DeltaWing

£35.00£50.00

20/24 #9: DeltaWing
Chosen by: Darren Cox
Best finish: None
Team: Highcroft Racing
Driven by: Marino Franchitti, Michael Krumm, Satoshi Motoyama

Yeah, it’s a weird looking thing. But science is weird, and thus the Deltawing is as fast as an LMP2 car, using half as much fuel and barely ever changing tyres. The science itself is baffling, but the short version is that all the downforce, and all the weight, and all the grip, goes to the rear axle. That means the front can be teeny, and there’s a huge drag, and weight, reduction. Thus, efficiency.

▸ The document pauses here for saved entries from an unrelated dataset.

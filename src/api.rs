//! HTTP surface: request/response envelopes and the analyze handler.
//!
//! Matches the original service contract: HTTP 200 either way, failures
//! carried as an `error` field instead of statistics.

use axum::{extract::State, Json};
use serde::{Deserialize, Serialize};
use std::sync::Arc;
use tracing::error;
use utoipa::ToSchema;

use crate::config::Config;
use crate::pipeline::{self, AnalysisResult};
use crate::youtube::YoutubeClient;

pub struct AppState {
    pub cfg: Config,
    pub youtube: YoutubeClient,
}

#[derive(Debug, Deserialize, ToSchema)]
pub struct AnalyzeRequest {
    pub video_url: String,
}

#[derive(Debug, Serialize, ToSchema)]
pub struct ErrorResponse {
    pub error: String,
}

#[derive(Debug, Serialize)]
#[serde(untagged)]
pub enum AnalyzeResponse {
    Ok(Box<AnalysisResult>),
    Err(ErrorResponse),
}

#[utoipa::path(
    get,
    path = "/",
    responses((status = 200, description = "Liveness check")),
    tag = "analysis"
)]
pub async fn root() -> Json<serde_json::Value> {
    Json(serde_json::json!({ "message": "Comment Checker API is running" }))
}

#[utoipa::path(
    post,
    path = "/analyze_video",
    request_body = AnalyzeRequest,
    responses(
        (status = 200, description = "Analysis result, or an error envelope", body = AnalysisResult)
    ),
    tag = "analysis"
)]
pub async fn analyze_video(
    State(state): State<Arc<AppState>>,
    Json(req): Json<AnalyzeRequest>,
) -> Json<AnalyzeResponse> {
    match pipeline::analyze(&state.youtube, &state.cfg, &req.video_url).await {
        Ok(result) => Json(AnalyzeResponse::Ok(Box::new(result))),
        Err(e) => {
            error!(error = %e, url = %req.video_url, "analysis failed");
            Json(AnalyzeResponse::Err(ErrorResponse {
                error: e.to_string(),
            }))
        }
    }
}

“I’ve chosen the DeltaWing because it exemplifies the attitude of what we delivered at Nissan in a glorious period of motorsport innovation,” says Darren Cox, head of the Japanese brand’s motorsport program at the time of the car’s race debut at Le Mans in 2012. “Its looks just scream innovation, and the project was one of the most daring and left field things the sport has seen.”

Daring and left field is accurate. The car was – is – absolutely nuts. Having entered the car as a Garage 56 special for Le Mans, designer Ben Bowlby needed to find a partner to help get the car on the grid, and Nissan was keen. The brand was in the middle of making GT Academy, another daring and left field idea, a reality, and Cox saw the potential.

“GT Academy gave me the juice to get agreement on the DW programme,” says Cox. “(Most of) the fans loved it! No spec formula here, just genius thinking from Ben Bowlby. And what a cast of characters behind the scenes. The Gurneys, Ben Bowlby, Ricardo Divilla, Chip Gannasi, Duncan Dayton and of course Don Panoz and I.”

Nissan supplied an engine, promotion and backing, and the car was racing, but on the track, Motoyama was taken out by another competitor, and heartbreak followed as the Japanese tried in vain to fix the car just a few hundred metres from the pitlane.

Will we ever see the likes of DeltaWing again!?